ORAR POR LAS VOCACIONES


Adoración eucarística por las vocaciones
Autor: P. Pedro Barrajón Muñoz

Hay dos cosas que nunca dejan de causarme estupor: la inmensidad y hermosura del cielo estrellado y la voz de Dios que resuena en el fondo del corazón de un hombre. Dios nos habla a través del maravilloso libro de la creación y también se nos revela en el santuario de la conciencia. En lo infinitamente grande, que nos trasciende, y en lo más íntimo de nuestra inferioridad que también nos sobrepasa: superior superio meo, intimior íntimo meo (más grande de lo más grande que hay en mí; más íntimo de lo más íntimo que hay en mí), en palabras de san Agustín. La vocación es la revelación misteriosa de Dios a un hombre, polvo como los demás, para darle una misión que supera con mucho sus fuerzas. Es la vocación del Amor que invita al amor y a difundir el amor.




Siempre veneré como pertenecientes al mundo de lo sagrado a esos hombres que habían escuchado en su interior la voz de Dios y dedicaban sus vidas a Él y a su Reino. Pero cuando en mi vida se presentó de repente, en forma inesperada, la llamada de Jesucristo, con ese sencillo pero contundente: «Sígueme», entonces comprendí que el misterio que envuelve la vocación es el mismo que late en el universo: el misterio del amor que, como cantó Dante, mueve el sol y las estrellas. Y no sólo el sol y los mundos estelares, también el de la libertad humana.
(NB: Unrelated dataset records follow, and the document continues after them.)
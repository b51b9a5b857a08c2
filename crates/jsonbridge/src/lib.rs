//! # jsonbridge
//!
//! Serialize any record to JSON and rebuild a typed record from JSON through
//! its declared positional constructor.
//!
//! Reconstruction takes the values of a JSON object in the order they appear
//! in the text and passes them, in that order, to the target shape's
//! constructor. The keys themselves are not consulted, so the text's field
//! order must match the constructor's parameter order.
//! [`deserialize_named`] lifts that restriction by matching keys to the
//! shape's parameter names.
//!
//! ## Usage
//!
//! ```
//! use jsonbridge::{Reconstruct, deserialize, deserialize_named, serialize};
//! use serde::Serialize;
//!
//! #[derive(Debug, PartialEq, Serialize, Reconstruct)]
//! struct Size {
//!     width: u32,
//!     height: u32,
//! }
//!
//! let json = serialize(&Size { width: 10, height: 20 }).unwrap();
//! assert_eq!(json, r#"{"width":10,"height":20}"#);
//!
//! let size: Size = deserialize(&json).unwrap();
//! assert_eq!(size, Size { width: 10, height: 20 });
//!
//! // Positional reconstruction ignores key names...
//! let swapped: Size = deserialize(r#"{"height":20,"width":10}"#).unwrap();
//! assert_eq!(swapped, Size { width: 20, height: 10 });
//!
//! // ...named reconstruction does not.
//! let named: Size = deserialize_named(r#"{"height":20,"width":10}"#).unwrap();
//! assert_eq!(named, Size { width: 10, height: 20 });
//! ```
//!
//! ## Derive attributes
//!
//! - `#[reconstruct(name = "Label")]`: shape name used in error messages
//! - `#[reconstruct(constructor = Self::new)]`: call a custom constructor with
//!   the positional values instead of building the struct literal
//! - `#[reconstruct(rename = "key")]` on a field: parameter name used by
//!   [`deserialize_named`]
//! - `#[reconstruct(skip)]` on a field: not a parameter, filled with its
//!   type's default
//! - `#[reconstruct(crate = path::to::jsonbridge)]`: where the generated impl
//!   finds this crate, for callers that depend on a re-export of it (defaults
//!   to `::jsonbridge`)

mod bridge;
pub mod error;
pub mod shape;

pub use bridge::{deserialize, deserialize_named, serialize};
pub use error::{ConstructionError, JsonBridgeError, ParseError};
#[cfg(feature = "derive")]
pub use jsonbridge_macros::Reconstruct;
pub use shape::{Arguments, Reconstruct};
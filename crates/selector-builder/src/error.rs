//! Error types for selector building.
//!
//! Both variants keep the receiving [`SelectorState`](crate::SelectorState)
//! intact: a failed call never consumes or alters the chain it was made on.

use thiserror::Error;

use crate::stage::Stage;

/// Errors raised when a selector part is appended in a position CSS does not allow.
///
/// # Examples
///
/// ```rust
/// use selector_builder::{CssSelectorBuilder, SelectorError};
///
/// let builder = CssSelectorBuilder;
/// let div = builder.element("div").unwrap();
///
/// // A compound selector can only name one element
/// let err = div.element("span").unwrap_err();
/// assert!(matches!(err, SelectorError::DuplicateSelectorPart { .. }));
/// ```
#[derive(Error, Debug, Clone, PartialEq, Eq)]
pub enum SelectorError {
    /// A single-use part (element, id, pseudo-element) was appended twice.
    #[error(
        "element, id and pseudo-element should not occur more than one time inside the selector"
    )]
    DuplicateSelectorPart {
        /// The part that was rejected.
        part: Stage,
    },

    /// A part was appended after a part that must come later.
    #[error(
        "selector parts should be arranged in the following order: element, id, class, attribute, pseudo-class, pseudo-element"
    )]
    SelectorOrder {
        /// The part that was rejected.
        part: Stage,
        /// The stage the selector had already reached.
        current: Stage,
    },
}

impl SelectorError {
    /// The part whose append was rejected.
    pub fn part(&self) -> Stage {
        match self {
            SelectorError::DuplicateSelectorPart { part } => *part,
            SelectorError::SelectorOrder { part, .. } => *part,
        }
    }
}
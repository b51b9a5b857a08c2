//! # objkit
//!
//! Three small, independent utilities behind one facade:
//!
//! - [`shapes`]: a rectangle record with a computed area (and a circle)
//! - [`jsonbridge`]: JSON serialization and reconstruction of typed records
//!   through a declared positional constructor
//! - [`selector_builder`]: an immutable fluent builder for CSS selectors that
//!   checks part order and cardinality
//!
//! Errors from every component convert into [`Error`], so mixed code can use `?`
//! with [`Result`]:
//!
//! ```rust
//! use objkit::{CssSelectorBuilder, Rectangle, deserialize, serialize};
//!
//! fn demo() -> objkit::Result<String> {
//!     let rect: Rectangle = deserialize(&serialize(&Rectangle::new(2.0, 3.0))?)?;
//!     let builder = CssSelectorBuilder;
//!     let selector = builder.element("canvas")?.attr(format!("data-area=\"{}\"", rect.area()))?;
//!     Ok(selector.to_string())
//! }
//!
//! assert_eq!(demo().unwrap(), r#"canvas[data-area="6"]"#);
//! ```
//!
//! Crates that depend on `objkit` alone point the derive at the re-export:
//!
//! ```rust
//! use objkit::{Reconstruct, deserialize};
//!
//! #[derive(Debug, PartialEq, Reconstruct)]
//! #[reconstruct(crate = objkit::jsonbridge)]
//! struct Size {
//!     w: u32,
//!     h: u32,
//! }
//!
//! assert_eq!(deserialize::<Size>("[3, 4]").unwrap(), Size { w: 3, h: 4 });
//! ```

pub mod error;

pub use jsonbridge;
pub use selector_builder;
pub use shapes;

pub use error::{Error, Result};
pub use jsonbridge::{
    ConstructionError, JsonBridgeError, ParseError, Reconstruct, deserialize, deserialize_named,
    serialize,
};
pub use selector_builder::{
    Combinator, CssSelectorBuilder, SelectorError, SelectorState, Specificity, Stage,
};
pub use shapes::{Circle, Rectangle, make_rectangle};
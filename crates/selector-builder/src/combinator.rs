use std::fmt;

/// Relationship tokens that join two selectors.
///
/// [`combine`](crate::SelectorState::combine) accepts any `Display` value as a
/// combinator; this enum covers the four defined by CSS.
#[derive(Clone, Copy, Debug, PartialEq, Eq, Hash)]
pub enum Combinator {
    Descendant,      // ' '
    Child,           // >
    AdjacentSibling, // +
    GeneralSibling,  // ~
}

impl Combinator {
    pub fn symbol(self) -> &'static str {
        match self {
            Combinator::Descendant => " ",
            Combinator::Child => ">",
            Combinator::AdjacentSibling => "+",
            Combinator::GeneralSibling => "~",
        }
    }
}

impl fmt::Display for Combinator {
    fn fmt(&self, f: &mut fmt::Formatter<'_>) -> fmt::Result {
        f.write_str(self.symbol())
    }
}
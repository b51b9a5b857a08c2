//! Shapes travelling through jsonbridge.

use insta::assert_snapshot;
use jsonbridge::{JsonBridgeError, Reconstruct, deserialize, deserialize_named, serialize};
use shapes::{Circle, Rectangle, make_rectangle};

#[test]
fn rectangle_json() {
    let json = serialize(&make_rectangle(10.0, 20.0)).unwrap();
    assert_snapshot!(json, @r#"{"width":10.0,"height":20.0}"#);
}

#[test]
fn rectangle_round_trip() {
    let original = make_rectangle(3.25, 8.0);
    let back: Rectangle = deserialize(&serialize(&original).unwrap()).unwrap();
    assert_eq!(back, original);
    assert_eq!(back.area(), original.area());
}

#[test]
fn rectangle_from_reordered_json() {
    let text = r#"{"height":20,"width":10}"#;

    // Positional: values land in declaration order regardless of keys
    let positional: Rectangle = deserialize(text).unwrap();
    assert_eq!(positional, Rectangle::new(20.0, 10.0));

    let named: Rectangle = deserialize_named(text).unwrap();
    assert_eq!(named, Rectangle::new(10.0, 20.0));

    // Area is the same either way
    assert_eq!(positional.area(), named.area());
}

#[test]
fn circle_from_json() {
    let circle: Circle = deserialize(r#"{ "radius":10 }"#).unwrap();
    assert_eq!(circle, Circle::new(10.0));
    assert_eq!(Circle::PARAMETERS, &["radius"]);
}

#[test]
fn circle_rejects_rectangle_json() {
    let err = deserialize::<Circle>(r#"{"width":1,"height":2}"#).unwrap_err();
    assert_snapshot!(err.to_string(), @"Circle: expected 1 argument(s), found 2");
}

#[test]
fn rectangle_rejects_malformed_json() {
    assert!(matches!(
        deserialize::<Rectangle>("{width: 1}"),
        Err(JsonBridgeError::Parse(_))
    ));
}
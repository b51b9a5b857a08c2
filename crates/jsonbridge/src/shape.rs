//! Reconstruction shapes: records with a declared positional constructor.

use serde::de::DeserializeOwned;
use serde_json::Value;

use crate::error::ConstructionError;

/// A record type that can be rebuilt from an ordered list of values.
///
/// `PARAMETERS` names the constructor's parameters in positional order and
/// `construct` pulls them off an [`Arguments`] cursor in that same order.
/// Usually derived:
///
/// ```rust
/// use jsonbridge::Reconstruct;
///
/// #[derive(Reconstruct)]
/// struct Point {
///     x: i32,
///     y: i32,
/// }
///
/// assert_eq!(Point::PARAMETERS, &["x", "y"]);
/// ```
pub trait Reconstruct: Sized {
    /// Shape name used in error messages.
    const NAME: &'static str;

    /// Constructor parameter names, in positional order.
    const PARAMETERS: &'static [&'static str];

    /// Builds the record from the next values on the cursor.
    ///
    /// Implementations must not check for leftover values; the caller does
    /// that once construction succeeded.
    fn construct(args: &mut Arguments) -> Result<Self, ConstructionError>;
}

/// Cursor over the positional values handed to a [`Reconstruct`] constructor.
///
/// A `None` slot is a parameter with no value (named lookup found no key). It
/// behaves like running off the end: `Option` parameters read it as `None`,
/// anything else fails with [`ConstructionError::MissingArgument`].
#[derive(Debug)]
pub struct Arguments {
    shape: &'static str,
    values: std::vec::IntoIter<Option<Value>>,
    position: usize,
    supplied: usize,
}

impl Arguments {
    pub fn new(shape: &'static str, values: Vec<Option<Value>>) -> Self {
        let supplied = values.len();
        Self {
            shape,
            values: values.into_iter(),
            position: 0,
            supplied,
        }
    }

    /// Takes the next value and converts it to the parameter's type.
    pub fn next<T: DeserializeOwned>(
        &mut self,
        parameter: &'static str,
    ) -> Result<T, ConstructionError> {
        let position = self.position;
        self.position += 1;

        match self.values.next().flatten() {
            Some(value) => {
                serde_json::from_value(value).map_err(|err| ConstructionError::InvalidArgument {
                    shape: self.shape,
                    parameter,
                    position,
                    reason: err.to_string(),
                })
            }
            None => serde_json::from_value(Value::Null).map_err(|_| {
                ConstructionError::MissingArgument {
                    shape: self.shape,
                    parameter,
                    position,
                }
            }),
        }
    }

    /// Number of values not yet consumed.
    pub fn remaining(&self) -> usize {
        self.values.len()
    }

    /// Fails if values are left over after construction.
    pub fn finish(self) -> Result<(), ConstructionError> {
        if self.remaining() > 0 {
            return Err(ConstructionError::TooManyArguments {
                shape: self.shape,
                expected: self.position,
                found: self.supplied,
            });
        }
        Ok(())
    }
}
Cada vocación al sacerdocio, a la vida consagrada es un poema de amor, único, irrepetible. Es un diálogo de corazón a corazón de la creatura libre con su Creador que la llama a prolongar en el mundo el misterio de la encarnación, de hacerse «otro Cristo» para la humanidad. Cristo tomará posesión de ese hombre que, sin dejar de ser arcilla, lleva el tesoro del amor de Dios y lo ofrece al mundo.




Pero, necesitando los hombres tanto del amor de Dios, de Dios mismo, nos encontramos con el hecho de que hay muy pocos, poquísimos obreros de la mies del Señor. ¿Qué podemos hacer? ¿Dónde buscar los obreros para su mies? En las familias, en los colegios, en las universidades, en las escuelas, en los grupos juveniles. Sí, pero ante todo hay que pedir al dueño de la mies que envíe trabajadores a su viña. Hay muchos cristianos que toman en serio este mandato del Señor y se reúnen por grupos para pedir a Cristo Eucaristía este don. Y -debo decir la verdad- el Señor no nos viene a la zaga en generosidad: da a manos llenas. Basta que se lo pidamos- Recuerdo a este propósito un hecho que contaban entusiasmadas las religiosas de un convento de clausura en Francia. Llevaban años sin recibir vocaciones. La comunidad estaba compuesta por religiosas ancianas en la mayor parte y estaban seriamente preocupadas por el futuro del convento. Un día se presentó en el locutorio una familia, los padres y tres hijos, dos niñas y un niño. Iban a pedir oraciones por la salud de una de las hijas, enferma de leucemia. La niña escuchó los comentarios sobre la falta de vocaciones en el convento y se propuso ofrecer sus sacrificios y los dolores de su enfermedad por esta intención. A la mañana siguiente, por vez primera en varios años, una joven tocó la puerta del convento pidiendo ser admitida. Después de ella vinieron otras que dieron de nuevo vida a esa comunidad, ahora floreciente. Quizás para algunos este caso sea una mera coincidencia, una casualidad. Pero quien cree en las palabras de Cristo pedid y se os dará ve en este hecho y en otros muchos similares, la mano bondadosa del Padre que no deja de escuchar la oración humilde, perseverante y confiada de sus hijos. Si los obreros son pocos en la Iglesia, ¿no será porque rogamos poco al dueño de la mies que los envíe?


Estoy seguro de que, delante de la Eucaristía, el Espíritu Santo inspirará a cada persona la mejor manera de orar, dialogando con Cristo, presente realmente bajo las especies eucarísticas, como Amigo y Maestro. Aconsejo hacer la adoración en la compañía de María, recordando que con una sola insinuación suya en Caná: «No tienen vino», arrancó a Jesús el primer milagro. Con su poder intercesor Ella puede convertir el agua de nuestro corazón frío, en el vino exquisito y delicado del amor a Dios.